No hay día que conductas de jóvenes y adolescentes salten como noticia de primera en los medios de comunicación. Y es cierto que hay casos que nos dejan tan descolocados como para expresar la visión más pesimista acerca de edades que, si bien han sido siempre conflictivas, hoy día su contenido se ha elevado a potencias inimaginables.
Una vivencia en días pasados me estremeció y embargó de tristeza y reflexión. Madrid. Tren, Talgo. Por el pasillo veo avanzar a una chiquilla de unos quince años, arrastrando una pesada maleta.
Detrás de ella, la madre. Su asiento, justo a mi lado. La chavalilla exclama: ¡Cuánto pesa esta maleta! ¿Qué hago cuando llegue? ¿Me estarán esperando?
Sin detenerse ni un solo instante, la madre, como una exhalación, desciende del tren exclamando: ¡Arréglatelas como puedas! ¿No dices que ya eres mayor?
Y aquella muchacha, cayendo encima de mí, se arrojó a la ventanilla medio gritando: ¡Mamá, mamá! Pero mamá, que se perdía entre una multitud, ni tan siquiera volvió la cabeza.
Hasta aquí parte de la vivencia, pero mis reflexiones, que no cesan, son hoy tema que trataré de reducir al máximo. Con un esquematizado bagaje, rescoldo de fantasías y escozor de intuiciones fantasmagóricas acerca del mundo de los adultos, llega el niño a la adolescencia en una especie de explosiva y desesperada búsqueda de identidad.

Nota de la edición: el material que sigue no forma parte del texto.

use super::*;
use crate::subgraphs::{FieldArgumentWalker, StringWalker, SubgraphId};

pub(super) fn merge_object_definitions<'a>(
    ctx: &mut Context<'a>,
    first: DefinitionWalker<'a>,
    definitions: &[DefinitionWalker<'a>],
) {
    let object_name = first.name();

    let mut is_root = false;
    for definition in definitions {
        let subgraph = definition.subgraph();

        if subgraph.query_type().map(|def| def.id) == Some(definition.id) {
            ctx.set_query(object_name.id);
            is_root = true;
        }
        if subgraph.mutation_type().map(|def| def.id) == Some(definition.id) {
            ctx.set_mutation(object_name.id);
            is_root = true;
        }
        if subgraph.subscription_type().map(|def| def.id) == Some(definition.id) {
            ctx.set_subscription(object_name.id);
            is_root = true;
        }
    }

    let mut definition_ir = ir::DefinitionIr::new(object_name.id, DefinitionKind::Object);
    definition_ir.description = definitions.iter().find_map(|def| def.description()).map(|d| d.id);
    definition_ir.directives = collect_composed_directives(definitions.iter().map(|def| def.directives()));
    definition_ir.subgraphs = definitions.iter().map(|def| def.subgraph_id()).collect();

    for definition in definitions {
        definition_ir.implements.extend(definition.implemented_interfaces());

        for key in definition.entity_keys() {
            definition_ir.keys.push(ir::KeyIr {
                subgraph_id: definition.subgraph_id(),
                key_id: key.id,
                is_interface_object: false,
                resolvable: key.is_resolvable(),
            });
        }
    }

    ctx.insert_definition(definition_ir);

    let subgraphs = ctx.subgraphs;
    subgraphs.iter_field_groups(object_name.id, |fields| {
        let Some(first_field) = fields.first() else {
            return;
        };
        compose_object_fields(ctx, *first_field, fields, is_root);
    });
}

pub(super) fn compose_object_fields<'a>(
    ctx: &mut Context<'a>,
    first: FieldWalker<'a>,
    fields: &[FieldWalker<'a>],
    parent_is_root: bool,
) {
    let field_name = first.name();
    let parent_name = first.parent_definition().name();

    validate_shareability(ctx, first, fields, parent_is_root);
    validate_inaccessible_references(ctx, first, fields);

    let overrides = collect_overrides(ctx, fields);

    let resolvable_in = if fields.iter().any(|field| field.directives().r#override().is_some()) {
        Vec::new()
    } else {
        fields
            .iter()
            .filter(|field| !field.directives().external())
            .map(|field| field.parent_definition().subgraph_id())
            .collect()
    };

    let provides = fields
        .iter()
        .filter_map(|field| {
            field.directives().provides().map(|provides| {
                (
                    field.parent_definition().subgraph_id(),
                    ctx.subgraphs.render_selection_set(provides),
                )
            })
        })
        .collect();

    let requires = fields
        .iter()
        .filter_map(|field| {
            field.directives().requires().map(|requires| {
                (
                    field.parent_definition().subgraph_id(),
                    ctx.subgraphs.render_selection_set(requires),
                )
            })
        })
        .collect();

    let description = fields.iter().find_map(|field| field.description()).map(|d| d.id);
    let directives = collect_composed_directives(fields.iter().map(|field| field.directives()));

    let requires_authentication = fields.iter().any(|field| {
        field.directives().authenticated() || field.parent_definition().directives().authenticated()
    });

    let mut requires_scopes: Vec<Vec<_>> = fields
        .iter()
        .flat_map(|field| {
            field
                .directives()
                .requires_scopes()
                .iter()
                .chain(field.parent_definition().directives().requires_scopes())
                .cloned()
        })
        .collect();
    requires_scopes.sort();
    requires_scopes.dedup();

    let subscription_filter = fields.iter().find_map(|field| {
        field
            .directives()
            .subscription_filter()
            .and_then(|condition| subscription_filter::validate_subscription_filter(ctx, *field, condition))
    });

    let Some(field_type) = fields::compose_output_field_types(ctx, fields.iter().copied()) else {
        return;
    };

    let arguments = merge_field_arguments(ctx, first, fields);

    ctx.insert_field(ir::FieldIr {
        parent_name: parent_name.id,
        field_name: field_name.id,
        field_type,
        arguments,
        directives,
        description,
        default: None,
        resolvable_in,
        provides,
        requires,
        overrides,
        requires_authentication,
        requires_scopes,
        subscription_filter,
    });
}

/// A field defined in more than one subgraph must be marked shareable — or be
/// external, part of an entity key, overridden, or live on an entity, where
/// key jumps already coordinate resolution — in all of them. Fields of root
/// operation types are shareable by definition.
fn validate_shareability<'a>(
    ctx: &mut Context<'a>,
    first: FieldWalker<'a>,
    fields: &[FieldWalker<'a>],
    parent_is_root: bool,
) {
    if parent_is_root || fields.len() < 2 {
        return;
    }

    // Interface fields are required to be consistent, not shareable. This
    // also covers interface object contributions merging under the interface
    // name.
    if fields
        .iter()
        .any(|field| field.parent_definition().kind() == DefinitionKind::Interface)
    {
        return;
    }

    let field_is_exempt = |field: &FieldWalker<'a>| {
        let directives = field.directives();
        directives.shareable()
            || field.parent_definition().directives().shareable()
            || field.parent_definition().is_entity()
            || directives.external()
            || field.is_part_of_key()
            || directives.r#override().is_some()
    };

    let unmarked: Vec<&str> = fields
        .iter()
        .filter(|field| !field_is_exempt(field))
        .map(|field| field.parent_definition().subgraph().name().as_str())
        .collect();

    if unmarked.len() < 2 {
        return;
    }

    let marked: Vec<&str> = fields
        .iter()
        .filter(|field| field_is_exempt(field))
        .map(|field| field.parent_definition().subgraph().name().as_str())
        .collect();

    let mut message = format!(
        "The field `{}.{}` is defined in multiple subgraphs but is not marked `@shareable` in `{}`",
        first.parent_definition().name().as_str(),
        first.name().as_str(),
        unmarked.join("`, `"),
    );

    if !marked.is_empty() {
        message.push_str(&format!(" (it is shareable in `{}`)", marked.join("`, `")));
    }

    message.push('.');

    ctx.diagnostics.push_fatal(message);
}

/// An accessible field must not point to an `@inaccessible` type: the field
/// would remain visible in the client schema with nothing to resolve to.
fn validate_inaccessible_references<'a>(ctx: &mut Context<'a>, first: FieldWalker<'a>, fields: &[FieldWalker<'a>]) {
    let inaccessibly_typed = fields.iter().any(|field| {
        !field.directives().inaccessible()
            && field
                .r#type()
                .definition(field.parent_definition().subgraph_id())
                .filter(|definition| definition.directives().inaccessible())
                .is_some()
    });

    if !inaccessibly_typed {
        return;
    }

    let non_marked_subgraphs = fields
        .iter()
        .filter(|field| !field.directives().inaccessible())
        .map(|field| field.parent_definition().subgraph().name().as_str())
        .join("`, `");

    ctx.diagnostics.push_fatal(format!(
        "The field `{}.{}` is of an @inaccessible type, but is itself not marked as @inaccessible in `{non_marked_subgraphs}`.",
        first.parent_definition().name().as_str(),
        first.name().as_str(),
    ));
}

fn collect_overrides<'a>(ctx: &mut Context<'a>, fields: &[FieldWalker<'a>]) -> Vec<(SubgraphId, StringId)> {
    let mut overrides = Vec::new();

    for field in fields {
        let Some(override_directive) = field.directives().r#override() else {
            continue;
        };

        let field_subgraph = field.parent_definition().subgraph();

        if override_directive.from == field_subgraph.name().id {
            ctx.diagnostics.push_fatal(format!(
                r#"Source and destination subgraphs "{}" are the same for overridden field "{}.{}"."#,
                ctx.subgraphs.walk(override_directive.from).as_str(),
                field.parent_definition().name().as_str(),
                field.name().as_str(),
            ));
            continue;
        }

        if let Some(override_source) = fields
            .iter()
            .find(|other| other.parent_definition().subgraph().name().id == override_directive.from)
        {
            if override_source.directives().r#override().is_some() {
                ctx.diagnostics.push_fatal(format!(
                    r#"Field "{}.{}" on subgraph "{}" is also marked with directive @override in subgraph "{}". Only one @override directive is allowed per field."#,
                    override_source.parent_definition().name().as_str(),
                    override_source.name().as_str(),
                    override_source.parent_definition().subgraph().name().as_str(),
                    field.parent_definition().subgraph().name().as_str(),
                ));
            }
        }

        overrides.push((field.parent_definition().subgraph_id(), override_directive.from));
    }

    overrides
}

/// The arguments of a composed field are the intersection of the subgraphs'
/// arguments for that field. A required argument that is not defined
/// everywhere cannot be in the intersection, and that is an error.
pub(super) fn merge_field_arguments<'a>(
    ctx: &mut Context<'a>,
    first: FieldWalker<'a>,
    fields: &[FieldWalker<'a>],
) -> Vec<ir::InputValueIr> {
    let parent_definition_name = first.parent_definition().name();
    let field_name = first.name();

    let intersection: BTreeSet<StringId> = first
        .arguments()
        .map(|argument| argument.name().id)
        .filter(|argument_name| {
            fields[1..]
                .iter()
                .all(|field| field.argument_by_name(*argument_name).is_some())
        })
        .collect();

    let mut all_arguments = fields
        .iter()
        .flat_map(|field| field.arguments())
        .map(|argument| (argument.name().id, argument))
        .collect::<Vec<_>>();

    all_arguments.sort_by_key(|(name, _)| *name);

    let mut merged = Vec::new();
    let mut start = 0;

    while start < all_arguments.len() {
        let argument_name = all_arguments[start].0;
        let end = all_arguments[start..].partition_point(|(name, _)| *name == argument_name) + start;
        let arguments: Vec<&FieldArgumentWalker<'a>> = all_arguments[start..end].iter().map(|(_, arg)| arg).collect();

        start = end;

        let default = compose_argument_defaults(ctx, &arguments).cloned();

        if !intersection.contains(&argument_name) {
            if let Some(required) = arguments.iter().find(|argument| argument.r#type().is_required()) {
                required_argument_not_in_intersection_error(
                    ctx,
                    fields,
                    required,
                    parent_definition_name,
                    field_name,
                    argument_name,
                );
            }

            continue;
        }

        let directives = collect_composed_directives(arguments.iter().map(|argument| argument.directives()));

        let Some(argument_type) = fields::compose_argument_types(ctx, &arguments) else {
            continue;
        };

        let argument_is_inaccessible = arguments.iter().any(|argument| argument.directives().inaccessible());
        let argument_type_is_inaccessible = arguments.iter().any(|argument| {
            argument
                .r#type()
                .definition(argument.field().parent_definition().subgraph_id())
                .map(|definition| definition.directives().inaccessible())
                .unwrap_or(false)
        });

        if argument_type_is_inaccessible && !argument_is_inaccessible {
            ctx.diagnostics.push_fatal(format!(
                "The argument `{}.{}({}:)` is of an @inaccessible type, but is itself not marked as @inaccessible.",
                parent_definition_name.as_str(),
                field_name.as_str(),
                ctx.subgraphs.walk(argument_name).as_str(),
            ));
        }

        let description = arguments
            .iter()
            .find_map(|argument| argument.description())
            .map(|description| description.id);

        merged.push(ir::InputValueIr {
            name: argument_name,
            r#type: argument_type,
            directives,
            description,
            default,
        });
    }

    merged
}

/// Default values on shared arguments are validated for consistency: wherever
/// a default is specified, it has to be the same.
fn compose_argument_defaults<'a, 'b>(
    ctx: &mut Context<'a>,
    arguments: &'b [&FieldArgumentWalker<'a>],
) -> Option<&'b crate::subgraphs::Value> {
    let mut default: Option<(&crate::subgraphs::Value, &FieldArgumentWalker<'a>)> = None;

    for argument in arguments {
        let Some(value) = argument.default() else { continue };

        match &mut default {
            None => {
                default = Some((value, argument));
            }
            Some((default, _)) if *default == value => (),
            Some((_, other_argument)) => {
                ctx.diagnostics.push_fatal(format!(
                    r#"The argument {}.{}({}:) has incompatible default values in subgraphs "{}" and "{}"."#,
                    argument.field().parent_definition().name().as_str(),
                    argument.field().name().as_str(),
                    argument.name().as_str(),
                    other_argument.field().parent_definition().subgraph().name().as_str(),
                    argument.field().parent_definition().subgraph().name().as_str(),
                ));
            }
        }
    }

    default.map(|(default, _)| default)
}

fn required_argument_not_in_intersection_error<'a>(
    ctx: &mut Context<'a>,
    fields: &[FieldWalker<'a>],
    required_argument: &FieldArgumentWalker<'a>,
    parent_definition_name: StringWalker<'a>,
    field_name: StringWalker<'a>,
    argument_name: StringId,
) {
    let subgraph_where_required = required_argument
        .field()
        .parent_definition()
        .subgraph()
        .name()
        .as_str();
    let subgraphs_where_missing = fields
        .iter()
        .filter(|field| field.argument_by_name(argument_name).is_none())
        .map(|field| field.parent_definition().subgraph().name().as_str())
        .collect::<Vec<_>>();

    ctx.diagnostics.push_fatal(format!(
        "The argument `{}.{}({}:)` is required in `{}` but missing in `{}`.",
        parent_definition_name.as_str(),
        field_name.as_str(),
        ctx.subgraphs.walk(argument_name).as_str(),
        subgraph_where_required,
        subgraphs_where_missing.join("`, `"),
    ));
}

Y vuelve a situarse en el centro del universo, pero no ya como un ser improductivo al que alimentar, sino como un osado rebelde, un ser extraño que se aísla, que se encierra en su capullo para realizar una importante metamorfosis.
No podemos anatematizar, ni condenar y mucho menos abandonar ese trance del que puede surgir una bella mariposa, porque su grito, ¡mamá!, es un SOS: ¿Quién soy? ¿De dónde vengo? ¿A dónde voy? Volvamos la vista. Están ahí: esperan menos reproches y más repuestas.